Er lächelte und nickte. „Jederzeit, Potter, jederzeit.“

Bodie ließ den Motor an, der aufgrund der Kälte nicht gleich auf Anhieb anspringen wollte, dann jedoch dunkel grollte. Der Pickup rollte rückwärts bis er außer Sicht geriet. Joey stand noch einen Moment auf der Veranda und winkte zum Abschied.

„Ach, übrigens ist wieder etwas für dich abgegeben worden“, erklang hinter ihr Bessies Stimme.

Als Joey sich zu ihr umdrehte, reichte ihre Schwester ihr eine einzelne rote Rose und einen Briefumschlag.

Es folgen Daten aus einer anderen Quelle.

//! SEI message parsing for HDR static metadata
//!
//! A prefix SEI NAL unit carries one or more `sei_message()`s, each a
//! type/size pair (both coded as runs of `0xFF` plus a final byte) followed
//! by the payload. Only two payloads are interpreted:
//!
//! - 137: mastering display colour volume (SMPTE ST 2086), 24 bytes
//! - 144: content light level information, 4 bytes

use super::nal::NAL_HEADER_LEN;
use crate::codec::bitreader::unescape_rbsp;
use crate::error::{Error, Result};
use byteorder::{BigEndian, ReadBytesExt};
use serde::Serialize;
use std::collections::BTreeMap;
use std::io::Cursor;

/// Mastering display colour volume payload type
pub const SEI_MASTERING_DISPLAY_COLOUR_VOLUME: u32 = 137;

/// Content light level information payload type
pub const SEI_CONTENT_LIGHT_LEVEL: u32 = 144;

/// Raw payloads keyed by SEI payload type
pub type SeiMap = BTreeMap<u32, Vec<u8>>;

/// One SEI message
#[derive(Debug, Clone, PartialEq, Eq)]
pub struct SeiMessage {
    pub payload_type: u32,
    pub payload: Vec<u8>,
}

/// Split the RBSP of an SEI NAL unit (header included) into messages
pub fn parse_sei_messages(nal: &[u8]) -> Result<Vec<SeiMessage>> {
    if nal.len() <= NAL_HEADER_LEN {
        return Err(Error::bitstream("Truncated SEI NAL unit"));
    }

    let rbsp = unescape_rbsp(&nal[NAL_HEADER_LEN..]);
    let mut messages = Vec::new();
    let mut pos = 0;

    // Stop at the rbsp_trailing_bits byte
    while pos < rbsp.len() && !(pos + 1 == rbsp.len() && rbsp[pos] == 0x80) {
        let payload_type = read_ff_coded(&rbsp, &mut pos)?;
        let payload_size = read_ff_coded(&rbsp, &mut pos)? as usize;

        let end = pos
            .checked_add(payload_size)
            .filter(|&e| e <= rbsp.len())
            .ok_or_else(|| {
                Error::bitstream(format!(
                    "SEI payload {} overruns NAL unit ({} bytes)",
                    payload_type, payload_size
                ))
            })?;

        messages.push(SeiMessage {
            payload_type,
            payload: rbsp[pos..end].to_vec(),
        });
        pos = end;
    }

    Ok(messages)
}

fn read_ff_coded(data: &[u8], pos: &mut usize) -> Result<u32> {
    let mut value: u32 = 0;
    loop {
        let byte = *data
            .get(*pos)
            .ok_or_else(|| Error::bitstream("SEI message header truncated"))?;
        *pos += 1;
        value = value.saturating_add(byte as u32);
        if byte != 0xFF {
            return Ok(value);
        }
    }
}

/// Display primary in units of 0.00002
#[derive(Debug, Clone, Copy, PartialEq, Eq, Default, Serialize)]
pub struct Primary {
    pub x: u16,
    pub y: u16,
}

impl Primary {
    /// CIE 1931 xy as floating point
    pub fn to_xy(&self) -> (f64, f64) {
        (self.x as f64 * 0.00002, self.y as f64 * 0.00002)
    }
}

/// Mastering display colour volume
#[derive(Debug, Clone, Copy, PartialEq, Eq, Default, Serialize)]
pub struct MasteringDisplay {
    /// Primaries in bitstream order: green, blue, red
    pub display_primaries: [Primary; 3],
    pub white_point: Primary,
    /// Units of 0.0001 cd/m²
    pub max_luminance: u32,
    /// Units of 0.0001 cd/m²
    pub min_luminance: u32,
}

impl MasteringDisplay {
    pub const PAYLOAD_SIZE: usize = 24;

    pub fn parse(payload: &[u8]) -> Result<Self> {
        if payload.len() < Self::PAYLOAD_SIZE {
            return Err(Error::bitstream(format!(
                "Mastering display SEI too short: {} bytes",
                payload.len()
            )));
        }

        let mut cursor = Cursor::new(payload);
        let mut display_primaries = [Primary::default(); 3];
        for p in display_primaries.iter_mut() {
            p.x = cursor.read_u16::<BigEndian>()?;
            p.y = cursor.read_u16::<BigEndian>()?;
        }
        let white_point = Primary {
            x: cursor.read_u16::<BigEndian>()?,
            y: cursor.read_u16::<BigEndian>()?,
        };

        Ok(MasteringDisplay {
            display_primaries,
            white_point,
            max_luminance: cursor.read_u32::<BigEndian>()?,
            min_luminance: cursor.read_u32::<BigEndian>()?,
        })
    }

    /// Maximum luminance in cd/m²
    pub fn max_nits(&self) -> f64 {
        self.max_luminance as f64 * 0.0001
    }

    /// Minimum luminance in cd/m²
    pub fn min_nits(&self) -> f64 {
        self.min_luminance as f64 * 0.0001
    }
}

/// Content light level information
#[derive(Debug, Clone, Copy, PartialEq, Eq, Default, Serialize)]
pub struct ContentLightLevel {
    /// MaxCLL in cd/m²
    pub max_cll: u16,
    /// MaxFALL in cd/m²
    pub max_fall: u16,
}

impl ContentLightLevel {
    pub const PAYLOAD_SIZE: usize = 4;

    pub fn parse(payload: &[u8]) -> Result<Self> {
        if payload.len() < Self::PAYLOAD_SIZE {
            return Err(Error::bitstream(format!(
                "Content light level SEI too short: {} bytes",
                payload.len()
            )));
        }

        let mut cursor = Cursor::new(payload);
        Ok(ContentLightLevel {
            max_cll: cursor.read_u16::<BigEndian>()?,
            max_fall: cursor.read_u16::<BigEndian>()?,
        })
    }
}

/// HDR10 static metadata assembled from cached SEI payloads
#[derive(Debug, Clone, Copy, PartialEq, Eq, Default, Serialize)]
pub struct HdrStaticInfo {
    pub mastering_display: Option<MasteringDisplay>,
    pub content_light: Option<ContentLightLevel>,
}

impl HdrStaticInfo {
    /// Build from an SEI map; malformed payloads are skipped
    pub fn from_sei_map(map: &SeiMap) -> Self {
        HdrStaticInfo {
            mastering_display: map
                .get(&SEI_MASTERING_DISPLAY_COLOUR_VOLUME)
                .and_then(|p| MasteringDisplay::parse(p).ok()),
            content_light: map
                .get(&SEI_CONTENT_LIGHT_LEVEL)
                .and_then(|p| ContentLightLevel::parse(p).ok()),
        }
    }

    pub fn is_empty(&self) -> bool {
        self.mastering_display.is_none() && self.content_light.is_none()
    }
}

/// Whether a payload type carries HDR static metadata
pub fn is_hdr_payload(payload_type: u32) -> bool {
    payload_type == SEI_MASTERING_DISPLAY_COLOUR_VOLUME || payload_type == SEI_CONTENT_LIGHT_LEVEL
}

#[cfg(test)]
mod tests {
    use super::*;

    fn mdcv_payload() -> Vec<u8> {
        let mut p = Vec::new();
        // G, B, R primaries (BT.2020), D65 white point
        for v in [8500u16, 39850, 6550, 2300, 35400, 14600, 15635, 16450] {
            p.extend_from_slice(&v.to_be_bytes());
        }
        p.extend_from_slice(&10_000_000u32.to_be_bytes());
        p.extend_from_slice(&50u32.to_be_bytes());
        p
    }

    #[test]
    fn test_parse_messages() {
        let mut nal = vec![0x4E, 0x01, 137, 24];
        nal.extend_from_slice(&mdcv_payload());
        nal.extend_from_slice(&[144, 4, 0x03, 0xE8, 0x01, 0x90]);
        nal.push(0x80);

        let msgs = parse_sei_messages(&nal).unwrap();
        assert_eq!(msgs.len(), 2);
        assert_eq!(msgs[0].payload_type, 137);
        assert_eq!(msgs[0].payload.len(), 24);
        assert_eq!(msgs[1].payload_type, 144);

        let cll = ContentLightLevel::parse(&msgs[1].payload).unwrap();
        assert_eq!(cll.max_cll, 1000);
        assert_eq!(cll.max_fall, 400);
    }

    #[test]
    fn test_ff_coded_type() {
        // 0xFF 0x05 -> type 260
        let nal = [0x4E, 0x01, 0xFF, 0x05, 0x01, 0xAA, 0x80];
        let msgs = parse_sei_messages(&nal).unwrap();
        assert_eq!(msgs[0].payload_type, 260);
        assert_eq!(msgs[0].payload, vec![0xAA]);
    }

    #[test]
    fn test_overrun_rejected() {
        let nal = [0x4E, 0x01, 137, 24, 0x00, 0x01];
        assert!(parse_sei_messages(&nal).is_err());
    }

    #[test]
    fn test_mastering_display() {
        let md = MasteringDisplay::parse(&mdcv_payload()).unwrap();
        assert_eq!(md.display_primaries[0], Primary { x: 8500, y: 39850 });
        assert_eq!(md.white_point, Primary { x: 15635, y: 16450 });
        assert!((md.max_nits() - 1000.0).abs() < 1e-6);
        assert!((md.min_nits() - 0.005).abs() < 1e-9);

        let (x, y) = md.white_point.to_xy();
        assert!((x - 0.3127).abs() < 1e-4);
        assert!((y - 0.329).abs() < 1e-4);

        assert!(MasteringDisplay::parse(&[0u8; 10]).is_err());
    }

    #[test]
    fn test_hdr_static_info_from_map() {
        let mut map = SeiMap::new();
        assert!(HdrStaticInfo::from_sei_map(&map).is_empty());

        map.insert(SEI_CONTENT_LIGHT_LEVEL, vec![0x03, 0xE8, 0x01, 0x90]);
        let info = HdrStaticInfo::from_sei_map(&map);
        assert!(info.mastering_display.is_none());
        assert_eq!(info.content_light.unwrap().max_cll, 1000);
    }
}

Ein eisiger Schauer lief ihr über den Rücken. „Wer hat das hier abgegeben?“

Bessie zuckte arglos die Schultern. „Keinen Schimmer. Das lag auf der Veranda als wir vom Einkaufen zurückkamen.“

Joey hatte kein gutes Gefühl bei der Sache. Sie wusste, dass Dawson nicht dahinter steckte und Pacey ebenso wenig, ganz gleich wie er inzwischen für sie empfinden mochte. Und für AJ war es viel zu untypisch, trotz der Gedichte. AJ war eindeutig ein besserer Poet. Wenn jedoch keiner von ihnen der Kavalier war, wer steckte dann dahinter?